EIA Annual Energy Outlook 2023 -- Key Findings
Report Context
- Published March 2023; first AEO incorporating the Inflation Reduction Act (IRA) provisions.
- Reference case + 12 side cases exploring macroeconomic, technology cost, and oil/gas supply uncertainties.
- Emphasis on ranges and trends rather than point predictions.
- Focus is US-specific but US is the world's largest oil and gas producer, making this globally significant.
US Petroleum & Liquids
Production
- US petroleum and other liquids production remains historically high through 2050 in all cases.
- International demand drives US production growth even as domestic consumption is flat.
- In the High Oil Price case, production rises rapidly to ~2030 then declines as tight oil well productivity falls (wells drilled closer together become unprofitable).
- In the High Oil and Gas Supply case, domestic production is highest; crude oil imports are lowest.
Consumption
- Domestic petroleum consumption does not increase through 2040 across most cases.
- Light-duty vehicle energy demand declines through early 2040s due to EV adoption and CAFE standards, then rises as travel growth overcomes efficiency gains.
- US remains a net exporter of petroleum products through 2050 in all cases.
Trade
- Crude oil imports remain relatively flat in the Reference case but vary widely across side cases.
- Refinery capacity remains relatively constant through 2050; utilization stays ~90%+ under favorable conditions.
- US refinery sector remains globally competitive through 2050.
US Natural Gas
Production
- Reference case: US natural gas production increases 15% from 2022 to 2050.
- Domestic consumption decreases 6% from 2022 peak.
- Production outpaces domestic consumption in all cases -> growing export surplus.
LNG Exports
- Significant portion of production growth driven by LNG export demand.
- US remains a net exporter of natural gas through 2050 in all cases.
- LNG export growth is the key driver of domestic natural gas production increases.
Power Sector Gas
- Natural gas consumption for electricity generation likely to decrease by 2050 relative to 2022 as renewables displace gas.
- Peak was ~12 trillion cubic feet in 2022; stays below peak in all cases except High Economic Growth + High Zero-Carbon Technology Cost case.
- Wide divergence: 2050 consumption varies >50% from Reference case in bounding cases.
US Electricity & Renewables
Generation Mix Shift
- Renewables increasingly displace fossil fuels in power generation through 2050 in all cases.

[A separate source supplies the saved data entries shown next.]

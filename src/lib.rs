//! # pulseplot
//!
//! Narrated scatter-plot engine for physiological recordings.
//!
//! This crate drives a staged visualization of heart-rate and breathing-rate
//! samples recorded under different activities. Points stream onto the chart
//! in increments, a scripted narrative restyles them step by step, and an
//! opening tap-along stage lets viewers estimate their own pulse before the
//! data appears. Rendering stays behind a seam: the session emits
//! [`Directive`](services::session::Directive)s and any [`render::Renderer`]
//! can replay them.
//!
//! ## Features
//!
//! - **Data Loading**: Parse per-activity sampled CSV files and regression JSON
//! - **Point Feed**: Per-activity reveal cursors with retraction that never replays
//! - **Narrative**: Declarative step scripts restyling the chart one trigger at a time
//! - **Estimator**: Countdown tap windows producing beats-per-minute annotations
//! - **Session**: Single-threaded orchestration with explicit time, no timers
//!
//! ## Architecture
//!
//! - [`api`]: Consolidated public surface
//! - [`models`]: Activities, measures, samples, datasets
//! - [`parsing`]: CSV and JSON loaders
//! - [`services`]: The three state machines and the session
//! - [`render`]: Renderer seam and the in-memory recording renderer
//! - [`config`]: TOML configuration
//!

pub mod api;

pub mod config;
pub mod error;
pub mod models;

pub mod parsing;

pub mod render;
pub mod services;

pub mod visual;
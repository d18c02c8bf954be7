//! Visual styling: point styles and the declarative rule tables that
//! narrative steps and legend filters are expressed in.

use serde::{Deserialize, Serialize};

use crate::models::{Activity, Measure};

/// Neutral fill used before the story assigns colors.
pub const BASE_FILL: &str = "gray";
/// Default point opacity.
pub const BASE_OPACITY: f64 = 0.8;
/// Default symbol area in square pixels.
pub const DEFAULT_SYMBOL_AREA: f64 = 64.0;

/// How a rule resolves the fill color of a matching point.
#[derive(Debug, Clone, PartialEq, Serialize, Deserialize)]
#[serde(rename_all = "snake_case")]
pub enum FillChoice {
    /// The neutral gray used outside the story's focus.
    Gray,
    /// The categorical color of the point's activity.
    ByActivity,
    /// The categorical color of the point's measure.
    ByMeasure,
    /// A literal color string.
    Fixed(String),
}

impl FillChoice {
    /// Resolves this choice against a concrete point.
    pub fn resolve(&self, activity: Activity, measure: Measure) -> String {
        match self {
            FillChoice::Gray => BASE_FILL.to_string(),
            FillChoice::ByActivity => activity.color().to_string(),
            FillChoice::ByMeasure => measure.color().to_string(),
            FillChoice::Fixed(color) => color.clone(),
        }
    }
}

/// Resolved visual state of one on-screen point.
#[derive(Debug, Clone, PartialEq, Serialize, Deserialize)]
pub struct PointStyle {
    pub fill: String,
    pub opacity: f64,
    pub visible: bool,
}

impl PointStyle {
    /// The style every point enters the chart with.
    pub fn base() -> Self {
        PointStyle {
            fill: BASE_FILL.to_string(),
            opacity: BASE_OPACITY,
            visible: true,
        }
    }
}

/// One row of a style rule table.
///
/// `None` selectors match every point; the first matching rule in a table
/// wins. A table that matches nothing falls back to [`PointStyle::base`].
#[derive(Debug, Clone, PartialEq, Serialize, Deserialize)]
pub struct StyleRule {
    #[serde(default, skip_serializing_if = "Option::is_none")]
    pub activity: Option<Activity>,
    #[serde(default, skip_serializing_if = "Option::is_none")]
    pub measure: Option<Measure>,
    pub fill: FillChoice,
    #[serde(default = "default_opacity")]
    pub opacity: f64,
    #[serde(default = "default_visible")]
    pub visible: bool,
}

fn default_opacity() -> f64 {
    BASE_OPACITY
}

fn default_visible() -> bool {
    true
}

impl Default for StyleRule {
    fn default() -> Self {
        StyleRule {
            activity: None,
            measure: None,
            fill: FillChoice::Gray,
            opacity: BASE_OPACITY,
            visible: true,
        }
    }
}

impl StyleRule {
    pub fn matches(&self, activity: Activity, measure: Measure) -> bool {
        self.activity.map_or(true, |a| a == activity)
            && self.measure.map_or(true, |m| m == measure)
    }
}

/// Evaluates a rule table for one point, first match wins.
pub fn style_for(rules: &[StyleRule], activity: Activity, measure: Measure) -> PointStyle {
    for rule in rules {
        if rule.matches(activity, measure) {
            return PointStyle {
                fill: rule.fill.resolve(activity, measure),
                opacity: rule.opacity,
                visible: rule.visible,
            };
        }
    }
    PointStyle::base()
}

- Solar capacity grows 325% to 1,019% by 2050 (vs 2022) across cases.
- Wind capacity grows 138% to 235% by 2050.
- Natural gas generating capacity grows 20% to 87% through 2050.
- Battery storage in Reference case: 160 GW standalone by 2050 (range: 40-260 GW).
Coal
- Coal-fired capacity declines sharply to ~50% of current levels (~200 GW) by 2030.
- 2050 range: 23-103 GW of coal capacity remaining.
- IRA accelerates near-term coal retirement timeline.
- By 2050 in some cases, majority of domestically produced coal is exported.
CO2 Emissions
| Timeframe |
Projection |
| 2030 vs 2005 |
-25% to -38% across cases |
| US NDC target (2030) |
-50% to -52% of net GHG (broader scope) |
| 2050 Reference case |
-17% vs AEO2022 Reference case |
| Empirical cone of uncertainty |
Up to -45% by 2030 possible |
- Emissions most sensitive to economic growth and zero-carbon technology costs.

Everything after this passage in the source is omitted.